**Task brief:**
Show the lines of the material that contain the word "format".

**Source material:**
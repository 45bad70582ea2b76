// Profile Gate - Gate (Access Classifier)
// Copyright 2026 Joseph Stone - All Rights Reserved
//
// Every tools/call passes through here after the catalog lookup.
// Free tools always pass. Gated tools pass only for sessions holding access.
// A denial is not a protocol fault: the dispatcher returns it as a normal
// tool result carrying the access_required payload built below.

use crate::catalog::{AccessTier, Catalog, ToolDescriptor, LEAVE_MESSAGE};
use crate::session::SessionState;
use serde::{Deserialize, Serialize};
use serde_json::{json, Value};

/// Gate decision for one tool call
#[derive(Debug, Clone, Serialize, Deserialize)]
pub struct GateDecision {
    pub allowed: bool,
    pub tool: String,
    pub tier: AccessTier,
    pub message: String,
}

/// Pure function of tier and session state
pub fn is_permitted(tier: AccessTier, session: &SessionState) -> bool {
    match tier {
        AccessTier::Free => true,
        AccessTier::Gated => session.has_access,
    }
}

/// Classify a catalog tool for this session
pub fn process(tool: &ToolDescriptor, session: &SessionState) -> GateDecision {
    let allowed = is_permitted(tool.tier, session);
    let message = if allowed {
        format!("ALLOWED | {} | {}", tool.name, tool.tier.as_str())
    } else {
        format!("BLOCKED | {} | {} | access_required", tool.name, tool.tier.as_str())
    };

    GateDecision {
        allowed,
        tool: tool.name.to_string(),
        tier: tool.tier,
        message,
    }
}

/// Payload returned in place of a gated tool's result
pub fn denial_payload(tool: &str, catalog: &Catalog, intent_header: &str) -> Value {
    json!({
        "error": "access_required",
        "tool": tool,
        "message": format!("'{}' is available to callers who introduce themselves first.", tool),
        "hint": format!(
            "Call {}(name, message) to sign the guestbook, or send a declared-intent credential in the {} header. Then retry.",
            LEAVE_MESSAGE, intent_header
        ),
        "free_tools": catalog.names_in(AccessTier::Free),
        "gated_tools": catalog.names_in(AccessTier::Gated),
    })
}

/// Tier overview included in get_profile and the discovery document
pub fn access_summary(catalog: &Catalog, intent_header: &str) -> Value {
    json!({
        "free": catalog.names_in(AccessTier::Free),
        "gated": catalog.names_in(AccessTier::Gated),
        "unlock": format!(
            "Call {} or send an intent credential in the {} header to unlock gated tools.",
            LEAVE_MESSAGE, intent_header
        ),
    })
}

// ============================================================================
// TESTS
// ============================================================================

#[cfg(test)]
mod tests {
    use super::*;
    use crate::catalog::{GET_EXPERIENCE, GET_PROFILE, GET_SKILLS};

    fn granted() -> SessionState {
        SessionState { has_access: true, ..SessionState::new() }
    }

    #[test]
    fn free_tools_pass_regardless_of_session() {
        let catalog = Catalog::default();
        for tool in catalog.tools().iter().filter(|t| t.tier == AccessTier::Free) {
            assert!(process(tool, &SessionState::new()).allowed, "{} should pass", tool.name);
            assert!(process(tool, &granted()).allowed, "{} should pass", tool.name);
        }
    }

    #[test]
    fn gated_tools_need_access() {
        let catalog = Catalog::default();
        for name in [GET_EXPERIENCE, GET_SKILLS] {
            let tool = catalog.get(name).unwrap();
            let blocked = process(tool, &SessionState::new());
            assert!(!blocked.allowed);
            assert!(blocked.message.starts_with("BLOCKED"));
            assert!(process(tool, &granted()).allowed);
        }
    }

    #[test]
    fn denial_payload_lists_free_tools_and_hint() {
        let catalog = Catalog::default();
        let payload = denial_payload(GET_EXPERIENCE, &catalog, "x-agent-intent");
        assert_eq!(payload["error"], "access_required");
        assert_eq!(payload["tool"], GET_EXPERIENCE);
        assert!(payload["hint"].as_str().unwrap().contains(LEAVE_MESSAGE));
        assert!(payload["hint"].as_str().unwrap().contains("x-agent-intent"));
        let free = payload["free_tools"].as_array().unwrap();
        assert!(free.contains(&json!(GET_PROFILE)));
        assert!(free.contains(&json!(LEAVE_MESSAGE)));
        assert!(!free.contains(&json!(GET_SKILLS)));
    }
}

**Exercise output:**
        format!("ALLOWED | {} | {}", tool.name, tool.tier.as_str())
        format!("BLOCKED | {} | {} | access_required", tool.name, tool.tier.as_str())
        "message": format!("'{}' is available to callers who introduce themselves first.", tool),
        "hint": format!(
        "unlock": format!(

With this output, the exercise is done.